(Material provided Opens)

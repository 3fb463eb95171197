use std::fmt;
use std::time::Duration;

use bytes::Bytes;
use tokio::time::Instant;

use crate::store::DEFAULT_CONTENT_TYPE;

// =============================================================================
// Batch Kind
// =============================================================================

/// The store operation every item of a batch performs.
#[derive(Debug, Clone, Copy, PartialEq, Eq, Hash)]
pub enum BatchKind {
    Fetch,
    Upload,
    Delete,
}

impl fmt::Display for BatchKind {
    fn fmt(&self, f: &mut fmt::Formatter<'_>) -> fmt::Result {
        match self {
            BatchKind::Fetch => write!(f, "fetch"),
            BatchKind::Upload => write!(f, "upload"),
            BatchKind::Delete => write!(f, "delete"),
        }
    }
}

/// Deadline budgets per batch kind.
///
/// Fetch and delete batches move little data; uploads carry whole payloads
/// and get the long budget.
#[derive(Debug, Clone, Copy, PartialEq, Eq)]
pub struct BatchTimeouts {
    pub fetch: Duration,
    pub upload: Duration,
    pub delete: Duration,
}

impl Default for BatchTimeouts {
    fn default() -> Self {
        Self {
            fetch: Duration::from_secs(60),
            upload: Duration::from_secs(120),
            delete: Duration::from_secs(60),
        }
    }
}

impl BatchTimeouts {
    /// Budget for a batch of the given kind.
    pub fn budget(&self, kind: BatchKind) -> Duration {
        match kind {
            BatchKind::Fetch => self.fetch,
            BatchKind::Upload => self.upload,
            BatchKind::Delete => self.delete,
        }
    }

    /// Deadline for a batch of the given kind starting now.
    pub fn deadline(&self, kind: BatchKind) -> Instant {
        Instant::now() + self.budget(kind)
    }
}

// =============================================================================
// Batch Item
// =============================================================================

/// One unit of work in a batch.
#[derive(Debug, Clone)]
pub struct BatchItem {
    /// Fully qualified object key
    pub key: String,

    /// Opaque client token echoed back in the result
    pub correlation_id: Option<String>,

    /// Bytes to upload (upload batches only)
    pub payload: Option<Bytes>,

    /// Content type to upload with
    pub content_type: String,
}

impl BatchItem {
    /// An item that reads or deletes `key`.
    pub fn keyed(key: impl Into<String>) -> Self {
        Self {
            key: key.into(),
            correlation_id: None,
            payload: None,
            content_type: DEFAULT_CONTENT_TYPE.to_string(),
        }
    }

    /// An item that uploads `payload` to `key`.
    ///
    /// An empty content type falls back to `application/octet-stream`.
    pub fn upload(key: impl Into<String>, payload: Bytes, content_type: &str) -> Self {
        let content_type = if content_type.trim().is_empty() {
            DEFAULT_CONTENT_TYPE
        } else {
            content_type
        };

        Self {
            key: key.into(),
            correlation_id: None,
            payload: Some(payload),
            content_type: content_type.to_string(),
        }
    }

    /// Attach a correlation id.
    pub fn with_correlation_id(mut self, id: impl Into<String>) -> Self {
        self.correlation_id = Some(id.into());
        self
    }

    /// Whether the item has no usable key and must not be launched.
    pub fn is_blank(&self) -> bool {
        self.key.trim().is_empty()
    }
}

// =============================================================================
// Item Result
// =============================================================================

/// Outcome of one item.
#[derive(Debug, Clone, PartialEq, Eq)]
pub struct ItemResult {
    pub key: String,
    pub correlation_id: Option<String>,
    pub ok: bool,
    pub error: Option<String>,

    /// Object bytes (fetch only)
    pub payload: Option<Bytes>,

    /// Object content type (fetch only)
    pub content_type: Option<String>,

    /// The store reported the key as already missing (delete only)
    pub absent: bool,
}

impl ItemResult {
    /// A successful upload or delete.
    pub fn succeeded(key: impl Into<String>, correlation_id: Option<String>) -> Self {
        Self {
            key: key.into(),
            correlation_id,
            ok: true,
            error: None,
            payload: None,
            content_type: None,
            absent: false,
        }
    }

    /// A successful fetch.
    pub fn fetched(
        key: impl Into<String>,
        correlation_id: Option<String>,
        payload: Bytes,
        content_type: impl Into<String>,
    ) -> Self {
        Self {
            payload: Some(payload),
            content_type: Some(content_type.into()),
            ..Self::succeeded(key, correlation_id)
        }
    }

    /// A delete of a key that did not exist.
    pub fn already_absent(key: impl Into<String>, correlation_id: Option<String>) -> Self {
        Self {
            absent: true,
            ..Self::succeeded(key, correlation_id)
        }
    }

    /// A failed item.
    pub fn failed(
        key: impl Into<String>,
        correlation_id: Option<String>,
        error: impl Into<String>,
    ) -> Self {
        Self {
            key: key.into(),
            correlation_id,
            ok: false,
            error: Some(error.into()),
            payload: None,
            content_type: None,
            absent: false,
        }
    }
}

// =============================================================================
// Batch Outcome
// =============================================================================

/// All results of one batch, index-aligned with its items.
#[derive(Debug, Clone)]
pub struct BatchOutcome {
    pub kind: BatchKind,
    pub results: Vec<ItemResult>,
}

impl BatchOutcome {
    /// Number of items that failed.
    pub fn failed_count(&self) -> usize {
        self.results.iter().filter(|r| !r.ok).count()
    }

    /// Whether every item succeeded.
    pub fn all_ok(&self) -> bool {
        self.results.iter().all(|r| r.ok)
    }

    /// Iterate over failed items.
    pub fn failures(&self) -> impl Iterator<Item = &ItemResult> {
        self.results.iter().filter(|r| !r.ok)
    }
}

(Material provided Closes)
(Material provided Opens)

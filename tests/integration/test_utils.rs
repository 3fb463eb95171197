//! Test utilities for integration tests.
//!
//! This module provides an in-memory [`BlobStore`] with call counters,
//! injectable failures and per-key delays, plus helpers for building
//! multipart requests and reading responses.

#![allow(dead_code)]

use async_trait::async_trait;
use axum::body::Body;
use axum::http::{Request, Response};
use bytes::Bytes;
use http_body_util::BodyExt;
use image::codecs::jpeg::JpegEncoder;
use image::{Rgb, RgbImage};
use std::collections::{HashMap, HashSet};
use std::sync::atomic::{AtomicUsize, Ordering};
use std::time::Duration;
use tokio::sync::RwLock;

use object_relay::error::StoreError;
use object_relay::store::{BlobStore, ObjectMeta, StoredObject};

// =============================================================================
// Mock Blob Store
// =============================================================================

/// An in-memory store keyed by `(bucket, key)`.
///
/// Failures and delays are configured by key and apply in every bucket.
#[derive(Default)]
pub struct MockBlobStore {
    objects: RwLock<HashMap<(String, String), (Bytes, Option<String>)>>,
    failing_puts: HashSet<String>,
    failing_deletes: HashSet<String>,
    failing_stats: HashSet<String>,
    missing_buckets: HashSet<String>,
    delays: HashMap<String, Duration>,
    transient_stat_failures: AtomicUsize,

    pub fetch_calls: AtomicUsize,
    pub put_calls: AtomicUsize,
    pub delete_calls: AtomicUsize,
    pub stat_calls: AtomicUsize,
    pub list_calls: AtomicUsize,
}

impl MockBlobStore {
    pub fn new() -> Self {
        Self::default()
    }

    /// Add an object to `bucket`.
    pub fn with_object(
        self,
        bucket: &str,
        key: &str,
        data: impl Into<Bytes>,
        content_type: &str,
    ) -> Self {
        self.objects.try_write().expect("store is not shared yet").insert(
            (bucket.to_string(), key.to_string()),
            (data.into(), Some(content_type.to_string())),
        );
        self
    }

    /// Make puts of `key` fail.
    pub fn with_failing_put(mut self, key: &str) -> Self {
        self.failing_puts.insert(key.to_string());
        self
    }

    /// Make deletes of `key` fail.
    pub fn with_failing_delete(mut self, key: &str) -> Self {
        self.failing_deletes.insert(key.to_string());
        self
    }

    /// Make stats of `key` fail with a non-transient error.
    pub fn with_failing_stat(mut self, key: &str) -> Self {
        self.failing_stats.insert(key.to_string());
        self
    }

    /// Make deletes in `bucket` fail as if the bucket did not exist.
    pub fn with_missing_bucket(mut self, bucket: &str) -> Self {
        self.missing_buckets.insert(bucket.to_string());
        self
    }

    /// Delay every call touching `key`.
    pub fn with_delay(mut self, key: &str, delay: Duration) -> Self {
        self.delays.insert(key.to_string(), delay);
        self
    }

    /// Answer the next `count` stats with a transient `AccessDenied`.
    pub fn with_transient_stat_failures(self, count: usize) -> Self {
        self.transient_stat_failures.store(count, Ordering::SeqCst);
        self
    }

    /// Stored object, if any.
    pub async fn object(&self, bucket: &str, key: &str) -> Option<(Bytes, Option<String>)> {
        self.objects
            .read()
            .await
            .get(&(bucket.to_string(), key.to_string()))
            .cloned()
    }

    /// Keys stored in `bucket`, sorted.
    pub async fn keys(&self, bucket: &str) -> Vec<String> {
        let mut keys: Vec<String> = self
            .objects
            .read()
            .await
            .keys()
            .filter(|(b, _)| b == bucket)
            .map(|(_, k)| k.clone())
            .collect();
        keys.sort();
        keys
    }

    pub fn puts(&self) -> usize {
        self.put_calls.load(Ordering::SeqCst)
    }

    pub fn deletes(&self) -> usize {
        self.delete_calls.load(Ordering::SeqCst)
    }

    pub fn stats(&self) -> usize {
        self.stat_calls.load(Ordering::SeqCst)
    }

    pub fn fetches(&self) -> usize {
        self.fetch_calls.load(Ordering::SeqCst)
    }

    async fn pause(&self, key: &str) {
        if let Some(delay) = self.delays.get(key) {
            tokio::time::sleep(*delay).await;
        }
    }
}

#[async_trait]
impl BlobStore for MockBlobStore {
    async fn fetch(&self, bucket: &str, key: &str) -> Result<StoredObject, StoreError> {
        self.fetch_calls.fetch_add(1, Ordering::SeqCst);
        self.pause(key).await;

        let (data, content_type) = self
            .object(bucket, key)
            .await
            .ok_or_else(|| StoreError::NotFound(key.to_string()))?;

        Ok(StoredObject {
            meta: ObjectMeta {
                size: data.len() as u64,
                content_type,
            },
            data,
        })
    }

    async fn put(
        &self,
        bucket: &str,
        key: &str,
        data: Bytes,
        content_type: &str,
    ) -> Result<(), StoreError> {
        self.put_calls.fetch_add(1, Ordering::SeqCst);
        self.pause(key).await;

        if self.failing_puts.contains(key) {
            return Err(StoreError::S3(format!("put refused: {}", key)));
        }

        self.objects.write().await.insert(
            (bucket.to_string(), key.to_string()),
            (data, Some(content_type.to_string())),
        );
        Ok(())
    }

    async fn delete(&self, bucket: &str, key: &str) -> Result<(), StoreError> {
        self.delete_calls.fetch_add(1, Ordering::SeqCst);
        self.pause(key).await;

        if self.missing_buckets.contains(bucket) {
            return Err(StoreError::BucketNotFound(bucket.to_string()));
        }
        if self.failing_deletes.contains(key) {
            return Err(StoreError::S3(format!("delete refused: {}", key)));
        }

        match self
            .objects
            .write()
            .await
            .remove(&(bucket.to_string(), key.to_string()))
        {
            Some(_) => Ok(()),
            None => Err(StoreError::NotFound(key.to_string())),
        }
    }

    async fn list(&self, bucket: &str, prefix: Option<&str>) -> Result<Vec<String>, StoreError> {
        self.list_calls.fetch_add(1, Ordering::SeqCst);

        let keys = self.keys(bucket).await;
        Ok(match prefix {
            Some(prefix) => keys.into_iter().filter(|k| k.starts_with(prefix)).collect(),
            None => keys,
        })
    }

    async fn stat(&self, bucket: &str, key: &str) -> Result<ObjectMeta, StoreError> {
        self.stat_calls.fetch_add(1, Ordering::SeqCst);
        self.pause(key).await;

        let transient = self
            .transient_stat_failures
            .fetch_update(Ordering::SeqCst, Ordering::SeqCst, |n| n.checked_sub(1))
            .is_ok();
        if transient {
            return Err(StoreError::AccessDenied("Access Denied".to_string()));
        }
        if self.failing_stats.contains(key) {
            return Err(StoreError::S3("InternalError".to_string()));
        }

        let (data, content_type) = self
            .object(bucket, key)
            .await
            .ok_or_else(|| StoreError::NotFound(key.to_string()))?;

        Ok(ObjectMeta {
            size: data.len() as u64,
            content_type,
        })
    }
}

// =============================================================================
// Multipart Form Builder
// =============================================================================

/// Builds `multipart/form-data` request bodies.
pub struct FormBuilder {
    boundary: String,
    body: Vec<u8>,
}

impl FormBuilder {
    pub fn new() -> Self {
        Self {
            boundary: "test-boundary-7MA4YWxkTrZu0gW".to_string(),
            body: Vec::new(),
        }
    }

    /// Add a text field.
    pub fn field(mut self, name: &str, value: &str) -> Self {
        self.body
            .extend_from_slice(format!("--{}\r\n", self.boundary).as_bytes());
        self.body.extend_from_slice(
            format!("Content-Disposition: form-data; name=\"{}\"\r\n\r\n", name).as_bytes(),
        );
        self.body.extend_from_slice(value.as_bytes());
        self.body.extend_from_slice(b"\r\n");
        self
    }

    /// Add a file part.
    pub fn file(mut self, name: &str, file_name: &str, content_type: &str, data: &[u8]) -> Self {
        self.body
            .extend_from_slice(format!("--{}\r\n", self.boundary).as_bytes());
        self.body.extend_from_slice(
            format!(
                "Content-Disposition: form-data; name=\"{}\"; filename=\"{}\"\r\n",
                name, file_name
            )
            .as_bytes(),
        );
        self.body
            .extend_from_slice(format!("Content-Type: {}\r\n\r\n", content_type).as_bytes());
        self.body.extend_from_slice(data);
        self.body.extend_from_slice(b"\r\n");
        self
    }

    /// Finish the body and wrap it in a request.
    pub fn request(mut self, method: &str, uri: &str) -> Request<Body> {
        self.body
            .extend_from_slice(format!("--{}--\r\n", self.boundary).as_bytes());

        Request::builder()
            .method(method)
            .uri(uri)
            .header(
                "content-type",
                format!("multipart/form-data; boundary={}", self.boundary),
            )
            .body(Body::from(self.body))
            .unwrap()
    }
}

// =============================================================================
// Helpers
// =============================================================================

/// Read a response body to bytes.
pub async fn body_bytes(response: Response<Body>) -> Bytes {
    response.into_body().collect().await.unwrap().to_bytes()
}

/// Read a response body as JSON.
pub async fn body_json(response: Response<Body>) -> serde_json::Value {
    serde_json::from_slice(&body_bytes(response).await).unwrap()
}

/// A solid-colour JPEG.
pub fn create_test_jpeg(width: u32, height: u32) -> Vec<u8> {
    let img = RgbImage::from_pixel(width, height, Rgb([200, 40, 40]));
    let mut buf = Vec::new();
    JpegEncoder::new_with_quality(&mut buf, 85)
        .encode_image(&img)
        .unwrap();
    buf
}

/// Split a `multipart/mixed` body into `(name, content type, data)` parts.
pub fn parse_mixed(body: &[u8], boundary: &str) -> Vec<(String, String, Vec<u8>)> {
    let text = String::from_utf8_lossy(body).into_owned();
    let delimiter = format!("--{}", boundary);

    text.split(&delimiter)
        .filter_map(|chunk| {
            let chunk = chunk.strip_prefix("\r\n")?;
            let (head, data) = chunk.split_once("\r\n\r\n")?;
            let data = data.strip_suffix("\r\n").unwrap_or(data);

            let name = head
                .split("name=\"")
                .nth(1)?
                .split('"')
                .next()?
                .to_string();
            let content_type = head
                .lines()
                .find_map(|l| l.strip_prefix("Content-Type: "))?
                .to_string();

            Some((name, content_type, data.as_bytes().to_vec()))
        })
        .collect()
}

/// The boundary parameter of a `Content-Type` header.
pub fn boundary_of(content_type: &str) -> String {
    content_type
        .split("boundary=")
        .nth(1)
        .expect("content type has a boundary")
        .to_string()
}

(Material provided Closes)

Once every line above has been checked for the string "expect", give the number of matching lines and nothing more.

2